## SUPPLIED ENTRIES
· · · · ·

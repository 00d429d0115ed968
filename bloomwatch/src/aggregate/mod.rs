//! Aggregation of the three upstream sources into one map view.
//!
//! [`Aggregator::build_view`] validates a raw query, serves it from the view
//! cache when it can, and otherwise queries the layer catalog, the satellite
//! catalog and (with an image) the classifier concurrently under a shared
//! deadline. Concurrent requests for the same view share one build.

mod aggregator;
mod coalesce;
mod render;
mod traits;
mod view;

pub use aggregator::{
    Aggregator, AggregatorConfig, DEFAULT_AGGREGATION_TIMEOUT_SECS, DEFAULT_VIEW_CACHE_MAX_ENTRIES,
    DEFAULT_VIEW_CACHE_TTL_SECS,
};
pub use coalesce::{CoalescerStats, RequestCoalescer};
pub use render::{ClassificationBadge, LayerStack, Notice, SceneOverlay, TileLayer};
pub use traits::{Classifier, LayerSource, SceneSource};
pub use view::{FailureKind, FailureNote, MapViewModel, SourceOutcome, ViewComponent};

· · · · ·

## WORK REQUEST
Please reproduce, exactly as written, the lines of the records from the first line through the one containing "catalog, the satellite".

## RESPONSE TO THIS EXERCISE
repository 00d429d0115ed968
filename bloomwatch/src/aggregate/mod.rs
//! Aggregation of the three upstream sources into one map view.
//!
//! [`Aggregator::build_view`] validates a raw query, serves it from the view
//! cache when it can, and otherwise queries the layer catalog, the satellite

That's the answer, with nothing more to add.